Loveless
- First edition cover
- Author: Alice Oseman
- Language: English
- Genre: Young adult fiction
- Publisher: HarperCollins Children's Books (paperback), Scholastic (hardcover)
- Publication date: 9 July 2020
- Publication place: United Kingdom
- Media type: Print (paperback, hardcover)
- Pages: 433 (paperback) 432 (hardcover)
- ISBN: 978-0-00-824412-5 (HarperCollins paperback edition)

= Loveless (novel) =

2020 young adult novel by Alice Oseman

Loveless is a novel written by Alice Oseman. Published by HarperCollins Children's Books on 9 July 2020, the novel follows Georgia as she begins university. Depicting her journey of self-discovery as an asexual and aromantic individual, the novel received positive reception from literary reviewers and media outlets.

==Plot==
Loveless follows 18-year-old Georgia Warr, a girl entering her first year at Durham University having never kissed anyone or held a crush before. Despite never having those experiences, she is passionate about reading fanfics. Hoping her first year will help her discover romantic feelings, she begins to ponder why these feelings elude her, leading her on a journey of self-discovery. Georgia is also "wary of the dramatic reality of new love, which promptly wreaks chaos on her platonic friendships."

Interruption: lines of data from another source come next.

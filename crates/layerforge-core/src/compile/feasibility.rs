use std::collections::{HashMap, HashSet};

use super::{CompiledCombination, CompiledLayer};

/// Upper bound on the number of distinct items this request can yield.
///
/// The whole combination space is the product of per-layer trait counts,
/// reduced by the largest single layer-pair exclusion that ruler rules
/// provably carve out. Each active strict-pair rule additionally caps the
/// collection at the size of its own projection space, bounded the same way.
/// Subtracting only the largest pair exclusion (rather than summing all of
/// them) keeps the result a true upper bound when exclusions overlap.
pub fn estimate(layers: &[CompiledLayer], combinations: &[CompiledCombination]) -> u128 {
    let counts: Vec<u128> = layers.iter().map(|l| l.traits.len() as u128).collect();
    let exclusions = forbidden_pairs(layers);

    let whole: Vec<usize> = (0..layers.len()).collect();
    let mut bound = space_bound(&counts, &whole, &exclusions);
    for combo in combinations {
        bound = bound.min(space_bound(&counts, &combo.layers, &exclusions));
    }
    bound
}

/// Distinct provably-forbidden (trait, trait) combinations per unordered
/// layer pair, merged across both attachment directions. An allow-list rule
/// contributes every target trait outside the list.
fn forbidden_pairs(
    layers: &[CompiledLayer],
) -> HashMap<(usize, usize), HashSet<(usize, usize)>> {
    let mut pairs: HashMap<(usize, usize), HashSet<(usize, usize)>> = HashMap::new();

    for (li, layer) in layers.iter().enumerate() {
        for (ti, tr) in layer.traits.iter().enumerate() {
            for rule in &tr.rules {
                let lj = rule.target;
                for tj in 0..layers[lj].traits.len() {
                    let blocked = rule.forbidden[tj] || (!rule.allow_any && !rule.allowed[tj]);
                    if !blocked {
                        continue;
                    }
                    let key = if li < lj { (li, lj) } else { (lj, li) };
                    let combo = if li < lj { (ti, tj) } else { (tj, ti) };
                    pairs.entry(key).or_default().insert(combo);
                }
            }
        }
    }

    pairs
}

/// Upper bound on distinct projections onto `subset`.
fn space_bound(
    counts: &[u128],
    subset: &[usize],
    exclusions: &HashMap<(usize, usize), HashSet<(usize, usize)>>,
) -> u128 {
    let product = subset
        .iter()
        .fold(1u128, |acc, &l| acc.saturating_mul(counts[l]));

    let mut largest_cut = 0u128;
    for (i, &a) in subset.iter().enumerate() {
        for &b in &subset[i + 1..] {
            let key = (a.min(b), a.max(b));
            let Some(excluded) = exclusions.get(&key) else {
                continue;
            };
            let rest = subset
                .iter()
                .filter(|&&l| l != a && l != b)
                .fold(1u128, |acc, &l| acc.saturating_mul(counts[l]));
            largest_cut = largest_cut.max((excluded.len() as u128).saturating_mul(rest));
        }
    }

    product.saturating_sub(largest_cut)
}
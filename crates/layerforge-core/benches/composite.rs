//! Benchmarks for the compositor: cold decode vs warm cache, and encode
//! cost across raster sizes.

use criterion::{criterion_group, criterion_main, BenchmarkId, Criterion, Throughput};

use layerforge_core::compile::{compile, CompiledRequest};
use layerforge_core::composite::{self, cache::DecodeCache};
use layerforge_testutil::{request, swatch_layer};

fn stacked_request(size: u32, layers: usize) -> CompiledRequest {
    let layers = (0..layers)
        .map(|i| swatch_layer(&format!("L{i}"), i as u32, 2, (size, size)))
        .collect();
    compile(request("bench-composite", (size, size), 1, layers)).expect("bench request compiles")
}

fn bench_render_sizes(c: &mut Criterion) {
    let mut group = c.benchmark_group("composite/render");

    for size in [64u32, 256, 512] {
        let compiled = stacked_request(size, 5);
        let assignment = vec![0; 5];
        group.throughput(Throughput::Elements(1));
        group.bench_with_input(BenchmarkId::new("size", size), &compiled, |b, compiled| {
            let cache = DecodeCache::new(u64::from(size) * u64::from(size) * 64);
            // Warm the cache once; steady-state rendering is the hot path.
            composite::render(compiled, &assignment, &cache).expect("renders");
            b.iter(|| composite::render(compiled, &assignment, &cache).expect("renders"));
        });
    }
    group.finish();
}

fn bench_cold_decode(c: &mut Criterion) {
    let compiled = stacked_request(256, 5);
    let assignment = vec![0; 5];

    c.bench_function("composite/cold_decode", |b| {
        b.iter(|| {
            let cache = DecodeCache::new(256 * 256 * 64);
            composite::render(&compiled, &assignment, &cache).expect("renders")
        });
    });
}

criterion_group!(benches, bench_render_sizes, bench_cold_decode);
criterion_main!(benches);
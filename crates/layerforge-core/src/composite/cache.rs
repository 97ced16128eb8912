use std::collections::HashMap;
use std::sync::atomic::{AtomicU64, Ordering};
use std::sync::Arc;

use image::RgbaImage;
use parking_lot::RwLock;

/// Process-wide cache of decoded trait rasters, bounded by total decoded
/// pixel count. Lookups take the shared lock (recency is stamped through an
/// atomic, so readers never upgrade); inserts take the exclusive lock and
/// evict least-recently-used entries until the newcomer fits.
pub struct DecodeCache {
    max_pixels: u64,
    clock: AtomicU64,
    inner: RwLock<CacheInner>,
}

struct CacheInner {
    entries: HashMap<(usize, usize), CacheEntry>,
    used_pixels: u64,
}

struct CacheEntry {
    image: Arc<RgbaImage>,
    pixels: u64,
    last_used: AtomicU64,
}

impl DecodeCache {
    pub fn new(max_pixels: u64) -> Self {
        Self {
            max_pixels,
            clock: AtomicU64::new(0),
            inner: RwLock::new(CacheInner {
                entries: HashMap::new(),
                used_pixels: 0,
            }),
        }
    }

    pub fn get(&self, key: (usize, usize)) -> Option<Arc<RgbaImage>> {
        let inner = self.inner.read();
        let entry = inner.entries.get(&key)?;
        entry
            .last_used
            .store(self.clock.fetch_add(1, Ordering::Relaxed) + 1, Ordering::Relaxed);
        Some(Arc::clone(&entry.image))
    }

    pub fn insert(&self, key: (usize, usize), image: Arc<RgbaImage>) {
        let pixels = u64::from(image.width()) * u64::from(image.height());
        // Larger than the whole budget: serve it uncached.
        if pixels > self.max_pixels {
            return;
        }

        let mut inner = self.inner.write();
        if inner.entries.contains_key(&key) {
            return;
        }
        while inner.used_pixels + pixels > self.max_pixels {
            let victim = inner
                .entries
                .iter()
                .min_by_key(|(_, e)| e.last_used.load(Ordering::Relaxed))
                .map(|(k, _)| *k);
            let Some(victim) = victim else { break };
            if let Some(evicted) = inner.entries.remove(&victim) {
                inner.used_pixels -= evicted.pixels;
            }
        }

        inner.used_pixels += pixels;
        inner.entries.insert(
            key,
            CacheEntry {
                image,
                pixels,
                last_used: AtomicU64::new(self.clock.fetch_add(1, Ordering::Relaxed) + 1),
            },
        );
    }

    pub fn used_pixels(&self) -> u64 {
        self.inner.read().used_pixels
    }

    pub fn len(&self) -> usize {
        self.inner.read().entries.len()
    }

    pub fn is_empty(&self) -> bool {
        self.len() == 0
    }
}

#[cfg(test)]
mod tests {
    use super::*;

    fn frame(width: u32, height: u32) -> Arc<RgbaImage> {
        Arc::new(RgbaImage::new(width, height))
    }

    #[test]
    fn test_hit_and_miss() {
        let cache = DecodeCache::new(1024);
        assert!(cache.get((0, 0)).is_none());

        cache.insert((0, 0), frame(4, 4));
        assert!(cache.get((0, 0)).is_some());
        assert_eq!(cache.used_pixels(), 16);
        assert_eq!(cache.len(), 1);
    }

    #[test]
    fn test_lru_eviction_order() {
        // Room for exactly two 4x4 frames.
        let cache = DecodeCache::new(32);
        cache.insert((0, 0), frame(4, 4));
        cache.insert((0, 1), frame(4, 4));

        // Touch the older entry so (0, 1) becomes the eviction victim.
        cache.get((0, 0));
        cache.insert((0, 2), frame(4, 4));

        assert!(cache.get((0, 0)).is_some());
        assert!(cache.get((0, 1)).is_none());
        assert!(cache.get((0, 2)).is_some());
        assert_eq!(cache.used_pixels(), 32);
    }

    #[test]
    fn test_oversized_frame_is_not_cached() {
        let cache = DecodeCache::new(8);
        cache.insert((0, 0), frame(4, 4));
        assert!(cache.is_empty());
        assert_eq!(cache.used_pixels(), 0);
    }
}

==Development and release==
Oseman previously authored Heartstopper, a young adult graphic novel series based on her 2016 webcomic of the same name. She commented on her inspiration for Loveless, expressing her "desire to write a story about the power of platonic love," and elaborated that her prior works explored the idea, "but never as the main theme". Oseman herself is asexual (ace) and aromantic (aro), though has stated Loveless is "not an autobiographical book, but it does draw on a lot of experiences." In an interview with Pride, Oseman stated "I wanted to read a story that explored all the uncertainty, confusion, internalized phobias, and path to self-acceptance that I've read lots about in gay coming-out stories, but never had with an aro or ace protagonist". The book lists the Asexual Visibility and Education Network (AVEN) and Aze as educational resources.

Loveless was published as a paperback by HarperCollins in the United Kingdom on 9 July 2020. Scholastic published the novel as a hardcover in the United States on 1 March 2022.

==Reception and accolades==
Loveless received positive critical reception from literary reviewers and media outlet writers, with many praising the novel's depiction of an aro/ace individual. Some also added that Loveless helped them discover their own aromanticism, or helped them affirm their personal journeys with their aromantic or asexual identities. In February 2023, Jonny Yates of PinkNews wrote that the novel is "perhaps one of the most notable and popular books with aromantic characters".

Kirkus Reviews wrote that Loveless is "a messy, imperfect, and necessary portrayal of a drastically underrepresented identity." Ani Bundel of Paste recommended the novel, expressing that its depiction of an aro/ace individual in a romance is "a rare thing still, and the burgeoning world of LGBTQ+ love stories needs more of them." Writing for the UPRRP chapter of Her Campus, Zaidi Gonzalez also highly praised Loveless depiction of an aro/ace individual. Gonzalez suggested that those questioning their sexuality strongly consider reading Loveless, calling it a "fantastic book to read about queerness in general."

Commercially, Loveless had sold 7,274 copies by May 2021 through Nielsen Bookscan with that figure excluding sales in lockdown weeks.

The novel received the YA Book Prize in 2021.